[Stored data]
____________________

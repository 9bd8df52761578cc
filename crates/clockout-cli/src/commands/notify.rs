use clap::Subcommand;
use clockout_core::ReminderKind;

use super::{open_timer, print_json, print_report, CliResult};

#[derive(Subcommand)]
pub enum NotifyAction {
    /// Send the lunch reminder now
    Lunch,
    /// Send the clock-out reminder now
    OffWork,
    /// Send the break reminder now
    Break,
    /// Read a text aloud
    Speak {
        text: String,
    },
    /// Show the desktop notification permission
    Permission,
}

pub fn run(action: NotifyAction) -> CliResult {
    let mut timer = open_timer()?;

    match action {
        NotifyAction::Lunch => print_report(&timer.test_notification(ReminderKind::Lunch)),
        NotifyAction::OffWork => print_report(&timer.test_notification(ReminderKind::OffWork)),
        NotifyAction::Break => print_report(&timer.test_notification(ReminderKind::Break)),
        NotifyAction::Speak { text } => {
            if !timer.dispatcher_mut().speak(&text) {
                return Err("speech is not available (set CLOCKOUT_SPEECH_CMD)".into());
            }
            println!("ok");
        }
        NotifyAction::Permission => {
            print_json(&timer.dispatcher().permission())?;
        }
    }
    Ok(())
}
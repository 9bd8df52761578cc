//! Core error types for clockout-core.
//!
//! Nothing in the shift core is fatal: most of these errors are logged and
//! degraded to a safe default by the caller. They exist so that the
//! degradation happens in one visible place instead of being swallowed
//! silently at the source.

use std::path::PathBuf;
use thiserror::Error;

use crate::timer::Phase;

/// Core error type for clockout-core.
#[derive(Error, Debug)]
pub enum CoreError {
    /// Key-value store errors
    #[error("Store error: {0}")]
    Store(#[from] StoreError),

    /// Configuration-related errors
    #[error("Configuration error: {0}")]
    Config(#[from] ConfigError),

    /// Validation errors
    #[error("Validation error: {0}")]
    Validation(#[from] ValidationError),

    /// An action that is not legal from the current phase
    #[error("Cannot {action} while {from:?}")]
    InvalidTransition { from: Phase, action: &'static str },

    /// IO errors
    #[error("IO error: {0}")]
    Io(#[from] std::io::Error),

    /// Serialization/deserialization errors
    #[error("JSON error: {0}")]
    Json(#[from] serde_json::Error),

    /// Generic errors with context
    #[error("{0}")]
    Custom(String),
}

/// Key-value store errors.
#[derive(Error, Debug)]
pub enum StoreError {
    /// Failed to open the backing database
    #[error("Failed to open store at {path}: {source}")]
    OpenFailed {
        path: PathBuf,
        #[source]
        source: rusqlite::Error,
    },

    /// Query execution failed
    #[error("Query failed: {0}")]
    QueryFailed(String),

    /// Database is locked
    #[error("Store is locked")]
    Locked,

    /// In-memory store mutex was poisoned by a panicking writer
    #[error("Store lock poisoned")]
    Poisoned,

    /// Data directory could not be resolved or created
    #[error("Data directory unavailable: {0}")]
    DataDir(String),
}

/// Configuration-specific errors.
#[derive(Error, Debug)]
pub enum ConfigError {
    /// Unknown configuration key
    #[error("Unknown configuration key: {0}")]
    UnknownKey(String),

    /// Invalid configuration value
    #[error("Invalid configuration value for '{key}': {message}")]
    InvalidValue { key: String, message: String },

    /// No custom reminder with this id
    #[error("No custom reminder with id '{0}'")]
    ReminderNotFound(String),

    /// Custom sound file rejected
    #[error("Custom sound rejected: {0}")]
    SoundRejected(String),
}

/// Validation errors raised before any boundary is computed.
#[derive(Error, Debug, Clone, PartialEq)]
pub enum ValidationError {
    /// A clock field that does not parse as HH:MM
    #[error("Invalid time for '{field}': {value:?} (expected HH:MM)")]
    InvalidTime { field: String, value: String },

    /// Invalid value
    #[error("Invalid value for '{field}': {message}")]
    InvalidValue { field: String, message: String },
}

/// Delivery channel failures. Always handled locally by the dispatcher.
#[derive(Error, Debug, Clone, PartialEq, Eq)]
pub enum ChannelError {
    /// The host has no such capability
    #[error("channel not supported")]
    Unsupported,

    /// The user refused (or has not yet granted) permission
    #[error("permission not granted")]
    PermissionDenied,

    /// The channel exists but the delivery failed
    #[error("delivery failed: {0}")]
    Failed(String),
}

impl From<rusqlite::Error> for StoreError {
    fn from(err: rusqlite::Error) -> Self {
        match &err {
            rusqlite::Error::SqliteFailure(e, _msg) => {
                if e.code == rusqlite::ErrorCode::DatabaseLocked
                    || e.code == rusqlite::ErrorCode::DatabaseBusy
                {
                    StoreError::Locked
                } else {
                    StoreError::QueryFailed(err.to_string())
                }
            }
            _ => StoreError::QueryFailed(err.to_string()),
        }
    }
}

/// Result type alias for CoreError
pub type Result<T, E = CoreError> = std::result::Result<T, E>;
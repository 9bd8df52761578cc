pub mod config;
pub mod dev;
pub mod notify;
pub mod reminder;
pub mod shift;
pub mod sound;

use clockout_core::{DispatchReport, Event, ShiftTimer, SqliteStore, SystemClock};
use serde::Serialize;

use crate::terminal;

pub type CliResult<T = ()> = Result<T, Box<dyn std::error::Error>>;

pub type Timer = ShiftTimer<SqliteStore, SystemClock>;

/// Open the on-disk store and build the shift timer on it.
pub fn open_timer() -> CliResult<Timer> {
    let store = SqliteStore::open()?;
    Ok(ShiftTimer::new(store, SystemClock, terminal::channels()))
}

pub fn print_json<T: Serialize>(value: &T) -> CliResult {
    println!("{}", serde_json::to_string_pretty(value)?);
    Ok(())
}

/// Print the event a command produced, or the current state when the
/// command was a no-op.
pub fn print_outcome(timer: &Timer, event: Option<Event>) -> CliResult {
    match event {
        Some(event) => print_json(&event),
        None => print_json(&timer.snapshot()),
    }
}

pub fn print_report(report: &DispatchReport) {
    let delivered: Vec<_> = report.delivered.iter().map(|c| c.as_str()).collect();
    if delivered.is_empty() {
        println!("delivered: none");
    } else {
        println!("delivered: {}", delivered.join(", "));
    }
    for (channel, error) in &report.failed {
        println!("failed: {} ({error})", channel.as_str());
    }
}
//! Delivery channels for a terminal host.
//!
//! Desktop notifications and the flash go to stderr, tones are the terminal
//! bell. Custom clips and speech run an external program named by
//! `CLOCKOUT_PLAYER` / `CLOCKOUT_SPEECH_CMD`; without one they report
//! `Unsupported` and the core falls back on its own.

use std::ffi::OsString;
use std::io::{self, Write};
use std::process::{Command, Stdio};
use std::thread::{self, JoinHandle};

use clockout_core::notify::{
    AudioChannel, Channels, FlashChannel, NotificationChannel, NotificationHandle, NotifyOptions,
    SpeechChannel, ToneSpec, Unsupported, Utterance,
};
use clockout_core::{ChannelError, Permission};
use tracing::{debug, warn};

const BELL: &str = "\x07";

pub fn channels() -> Channels {
    Channels {
        notification: Box::new(StderrNotifications),
        audio: Box::new(TerminalAudio),
        flash: Box::new(InverseFlash),
        haptic: Box::new(Unsupported),
        speech: Box::new(SpeechCommand),
    }
}

fn stderr_write(text: &str) -> Result<(), ChannelError> {
    let mut err = io::stderr().lock();
    err.write_all(text.as_bytes())
        .and_then(|()| err.flush())
        .map_err(|e| ChannelError::Failed(e.to_string()))
}

fn spawn_with(var: &str, arg: &str) -> Result<(), ChannelError> {
    let Some(program) = std::env::var_os(var).filter(|p| !p.is_empty()) else {
        return Err(ChannelError::Unsupported);
    };
    spawn_helper(program, arg)
        .map(drop)
        .map_err(|e| ChannelError::Failed(format!("{var}: {e}")))
}

/// Run `program arg` detached from our stdio. The returned thread waits on
/// the child, so a finished helper is reaped while `watch` keeps running.
fn spawn_helper(program: OsString, arg: &str) -> io::Result<JoinHandle<()>> {
    debug!(?program, "spawning helper");
    let mut child = Command::new(&program)
        .arg(arg)
        .stdin(Stdio::null())
        .stdout(Stdio::null())
        .stderr(Stdio::null())
        .spawn()?;
    Ok(thread::spawn(move || match child.wait() {
        Ok(status) if !status.success() => warn!(?program, %status, "helper failed"),
        Ok(_) => {}
        Err(e) => warn!(?program, "failed to wait on helper: {e}"),
    }))
}

struct StderrNotifications;

/// Terminal lines cannot be taken back or clicked.
struct PrintedNotification;

impl NotificationHandle for PrintedNotification {
    fn close(&mut self) {}
}

impl NotificationChannel for StderrNotifications {
    fn is_supported(&self) -> bool {
        true
    }

    fn permission(&self) -> Permission {
        Permission::Granted
    }

    fn request_permission(&mut self) -> Permission {
        Permission::Granted
    }

    fn show(
        &mut self,
        title: &str,
        body: &str,
        _options: &NotifyOptions,
    ) -> Result<Box<dyn NotificationHandle>, ChannelError> {
        stderr_write(&format!("\r\n\x1b[1m{title}\x1b[0m {body}\n"))?;
        Ok(Box::new(PrintedNotification))
    }
}

struct TerminalAudio;

impl AudioChannel for TerminalAudio {
    fn play_tone(&mut self, tone: &ToneSpec) -> Result<(), ChannelError> {
        let rings = if tone.repeat_after.is_some() { 2 } else { 1 };
        stderr_write(&BELL.repeat(rings))
    }

    fn play_clip(&mut self, clip: &str) -> Result<(), ChannelError> {
        spawn_with("CLOCKOUT_PLAYER", clip)
    }
}

struct InverseFlash;

impl FlashChannel for InverseFlash {
    fn flash(&mut self) -> Result<(), ChannelError> {
        stderr_write("\r\x1b[7m  clockout  \x1b[0m\n")
    }
}

struct SpeechCommand;

impl SpeechChannel for SpeechCommand {
    fn speak(&mut self, utterance: &Utterance) -> Result<(), ChannelError> {
        spawn_with("CLOCKOUT_SPEECH_CMD", &utterance.text)
    }
}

____________________

As listed above, the lines from the line with "key: String, message: String" to the line with "rusqlite::Error::SqliteFailure(e, _msg) =>" are to be echoed exactly, with both ends included and nothing added.

• Answer to this exercise:
    InvalidValue { key: String, message: String },

    /// No custom reminder with this id
    #[error("No custom reminder with id '{0}'")]
    ReminderNotFound(String),

    /// Custom sound file rejected
    #[error("Custom sound rejected: {0}")]
    SoundRejected(String),
}

/// Validation errors raised before any boundary is computed.
#[derive(Error, Debug, Clone, PartialEq)]
pub enum ValidationError {
    /// A clock field that does not parse as HH:MM
    #[error("Invalid time for '{field}': {value:?} (expected HH:MM)")]
    InvalidTime { field: String, value: String },

    /// Invalid value
    #[error("Invalid value for '{field}': {message}")]
    InvalidValue { field: String, message: String },
}

/// Delivery channel failures. Always handled locally by the dispatcher.
#[derive(Error, Debug, Clone, PartialEq, Eq)]
pub enum ChannelError {
    /// The host has no such capability
    #[error("channel not supported")]
    Unsupported,

    /// The user refused (or has not yet granted) permission
    #[error("permission not granted")]
    PermissionDenied,

    /// The channel exists but the delivery failed
    #[error("delivery failed: {0}")]
    Failed(String),
}

impl From<rusqlite::Error> for StoreError {
    fn from(err: rusqlite::Error) -> Self {
        match &err {
            rusqlite::Error::SqliteFailure(e, _msg) => {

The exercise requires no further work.